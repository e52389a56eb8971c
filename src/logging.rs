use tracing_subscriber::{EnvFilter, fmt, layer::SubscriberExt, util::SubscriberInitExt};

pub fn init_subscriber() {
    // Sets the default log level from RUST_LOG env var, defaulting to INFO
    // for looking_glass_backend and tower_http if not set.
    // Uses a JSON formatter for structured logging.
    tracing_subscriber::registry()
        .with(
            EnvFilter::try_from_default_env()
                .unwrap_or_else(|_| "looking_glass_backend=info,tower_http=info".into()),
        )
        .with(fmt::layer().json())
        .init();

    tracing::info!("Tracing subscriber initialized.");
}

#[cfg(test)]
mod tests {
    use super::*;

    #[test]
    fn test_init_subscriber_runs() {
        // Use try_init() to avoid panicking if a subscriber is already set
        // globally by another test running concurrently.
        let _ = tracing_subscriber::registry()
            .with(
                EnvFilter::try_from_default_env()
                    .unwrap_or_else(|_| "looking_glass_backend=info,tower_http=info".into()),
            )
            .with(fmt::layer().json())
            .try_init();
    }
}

+---+

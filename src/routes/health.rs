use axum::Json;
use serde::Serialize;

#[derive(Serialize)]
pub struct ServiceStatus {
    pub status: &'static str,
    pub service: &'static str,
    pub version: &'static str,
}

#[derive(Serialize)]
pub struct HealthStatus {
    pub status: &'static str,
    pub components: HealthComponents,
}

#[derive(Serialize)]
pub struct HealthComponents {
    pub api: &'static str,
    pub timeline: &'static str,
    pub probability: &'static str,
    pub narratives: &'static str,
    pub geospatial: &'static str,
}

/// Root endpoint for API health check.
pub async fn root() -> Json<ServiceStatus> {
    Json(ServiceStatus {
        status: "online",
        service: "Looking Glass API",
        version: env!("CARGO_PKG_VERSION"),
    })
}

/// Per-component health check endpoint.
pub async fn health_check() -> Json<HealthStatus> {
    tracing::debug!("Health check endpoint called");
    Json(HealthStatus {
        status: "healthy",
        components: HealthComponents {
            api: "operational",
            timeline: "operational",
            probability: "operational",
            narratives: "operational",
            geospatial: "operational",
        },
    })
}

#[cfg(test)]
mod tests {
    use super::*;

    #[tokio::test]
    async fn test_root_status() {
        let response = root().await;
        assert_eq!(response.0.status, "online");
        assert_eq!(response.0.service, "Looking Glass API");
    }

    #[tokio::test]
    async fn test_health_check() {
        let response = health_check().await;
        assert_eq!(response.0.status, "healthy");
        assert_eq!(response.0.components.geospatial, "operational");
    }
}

+---+

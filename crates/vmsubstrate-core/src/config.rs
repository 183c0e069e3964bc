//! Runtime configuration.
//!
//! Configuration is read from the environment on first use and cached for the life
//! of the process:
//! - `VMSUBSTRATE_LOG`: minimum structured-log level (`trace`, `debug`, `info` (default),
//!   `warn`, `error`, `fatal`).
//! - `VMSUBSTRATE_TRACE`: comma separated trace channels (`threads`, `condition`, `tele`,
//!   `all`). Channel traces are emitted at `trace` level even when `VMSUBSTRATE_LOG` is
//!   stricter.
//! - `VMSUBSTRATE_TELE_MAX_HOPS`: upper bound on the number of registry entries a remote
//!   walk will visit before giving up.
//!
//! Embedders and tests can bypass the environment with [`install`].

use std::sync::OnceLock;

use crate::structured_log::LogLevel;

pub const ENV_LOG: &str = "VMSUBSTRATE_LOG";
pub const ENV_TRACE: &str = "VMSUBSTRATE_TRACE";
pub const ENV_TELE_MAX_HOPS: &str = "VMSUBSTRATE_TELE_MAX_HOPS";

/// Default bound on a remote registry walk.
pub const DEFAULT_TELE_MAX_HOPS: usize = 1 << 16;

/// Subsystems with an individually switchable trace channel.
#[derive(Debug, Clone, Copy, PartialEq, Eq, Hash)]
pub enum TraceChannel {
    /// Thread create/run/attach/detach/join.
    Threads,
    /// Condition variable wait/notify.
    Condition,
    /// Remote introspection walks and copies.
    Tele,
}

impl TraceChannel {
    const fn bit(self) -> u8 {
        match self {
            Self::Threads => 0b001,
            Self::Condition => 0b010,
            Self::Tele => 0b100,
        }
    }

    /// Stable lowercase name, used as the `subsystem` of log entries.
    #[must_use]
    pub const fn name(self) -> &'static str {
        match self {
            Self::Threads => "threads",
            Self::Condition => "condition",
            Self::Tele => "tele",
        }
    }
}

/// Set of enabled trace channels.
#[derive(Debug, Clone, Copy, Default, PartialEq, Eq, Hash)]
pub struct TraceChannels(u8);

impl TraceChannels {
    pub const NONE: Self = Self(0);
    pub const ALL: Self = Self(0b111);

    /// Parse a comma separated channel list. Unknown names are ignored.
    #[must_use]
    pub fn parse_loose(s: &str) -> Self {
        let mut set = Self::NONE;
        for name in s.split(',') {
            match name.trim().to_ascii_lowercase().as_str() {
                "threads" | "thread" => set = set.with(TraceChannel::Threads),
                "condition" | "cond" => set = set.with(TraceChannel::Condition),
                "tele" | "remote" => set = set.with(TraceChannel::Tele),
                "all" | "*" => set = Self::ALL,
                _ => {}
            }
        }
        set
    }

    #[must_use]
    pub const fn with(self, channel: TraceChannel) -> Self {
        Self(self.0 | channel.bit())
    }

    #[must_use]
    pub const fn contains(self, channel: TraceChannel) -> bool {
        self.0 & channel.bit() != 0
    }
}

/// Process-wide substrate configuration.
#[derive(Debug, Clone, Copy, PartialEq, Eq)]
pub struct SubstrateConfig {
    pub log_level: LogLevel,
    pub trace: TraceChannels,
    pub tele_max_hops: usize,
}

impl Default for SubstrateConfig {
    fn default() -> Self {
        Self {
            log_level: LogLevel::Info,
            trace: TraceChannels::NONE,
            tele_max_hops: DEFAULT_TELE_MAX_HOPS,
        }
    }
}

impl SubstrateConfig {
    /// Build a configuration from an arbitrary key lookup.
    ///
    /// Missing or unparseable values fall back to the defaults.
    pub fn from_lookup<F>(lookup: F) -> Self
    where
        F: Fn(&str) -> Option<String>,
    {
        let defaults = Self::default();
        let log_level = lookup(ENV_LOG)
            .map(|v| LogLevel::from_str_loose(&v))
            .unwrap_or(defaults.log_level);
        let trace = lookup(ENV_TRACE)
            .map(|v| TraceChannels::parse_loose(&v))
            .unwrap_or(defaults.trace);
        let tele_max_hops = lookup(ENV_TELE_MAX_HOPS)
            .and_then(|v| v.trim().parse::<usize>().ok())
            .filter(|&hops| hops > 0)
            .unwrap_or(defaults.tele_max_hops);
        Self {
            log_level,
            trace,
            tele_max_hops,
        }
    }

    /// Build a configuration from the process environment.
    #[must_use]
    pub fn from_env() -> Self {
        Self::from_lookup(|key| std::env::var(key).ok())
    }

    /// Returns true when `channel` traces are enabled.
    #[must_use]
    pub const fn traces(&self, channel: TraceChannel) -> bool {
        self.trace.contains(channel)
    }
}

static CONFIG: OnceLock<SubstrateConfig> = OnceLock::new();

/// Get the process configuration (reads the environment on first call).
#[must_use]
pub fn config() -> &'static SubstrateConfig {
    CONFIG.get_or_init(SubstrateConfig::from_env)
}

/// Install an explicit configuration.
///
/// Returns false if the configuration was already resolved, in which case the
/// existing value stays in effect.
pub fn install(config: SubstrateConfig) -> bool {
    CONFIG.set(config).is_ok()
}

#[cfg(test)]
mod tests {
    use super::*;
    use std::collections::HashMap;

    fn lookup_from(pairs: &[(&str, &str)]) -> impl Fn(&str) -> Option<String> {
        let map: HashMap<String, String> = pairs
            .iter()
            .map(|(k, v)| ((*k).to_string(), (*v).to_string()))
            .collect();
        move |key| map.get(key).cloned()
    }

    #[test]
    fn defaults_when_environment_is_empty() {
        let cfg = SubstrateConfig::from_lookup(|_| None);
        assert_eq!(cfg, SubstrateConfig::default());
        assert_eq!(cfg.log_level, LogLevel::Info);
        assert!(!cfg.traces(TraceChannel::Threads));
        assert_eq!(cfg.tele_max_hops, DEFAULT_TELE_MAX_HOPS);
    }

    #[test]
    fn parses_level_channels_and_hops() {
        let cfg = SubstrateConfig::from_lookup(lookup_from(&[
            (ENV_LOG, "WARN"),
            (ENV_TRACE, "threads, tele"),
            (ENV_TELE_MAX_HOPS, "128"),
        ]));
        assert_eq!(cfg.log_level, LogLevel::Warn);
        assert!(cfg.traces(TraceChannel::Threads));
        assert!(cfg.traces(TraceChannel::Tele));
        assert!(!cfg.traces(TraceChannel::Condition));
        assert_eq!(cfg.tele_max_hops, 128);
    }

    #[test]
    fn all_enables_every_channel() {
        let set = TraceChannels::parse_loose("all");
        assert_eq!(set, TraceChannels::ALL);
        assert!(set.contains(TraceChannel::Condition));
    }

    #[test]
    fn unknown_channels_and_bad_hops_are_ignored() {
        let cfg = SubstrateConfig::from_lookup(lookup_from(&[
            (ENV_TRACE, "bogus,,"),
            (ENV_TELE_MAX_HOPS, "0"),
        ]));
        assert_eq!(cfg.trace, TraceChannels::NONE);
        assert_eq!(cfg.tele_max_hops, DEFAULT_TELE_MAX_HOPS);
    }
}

+---+

◆ Goal of the exercise:
Look through the entries and copy every line in which the string "OnceLock" appears.

◆ The answer:
use std::sync::OnceLock;
static CONFIG: OnceLock<SubstrateConfig> = OnceLock::new();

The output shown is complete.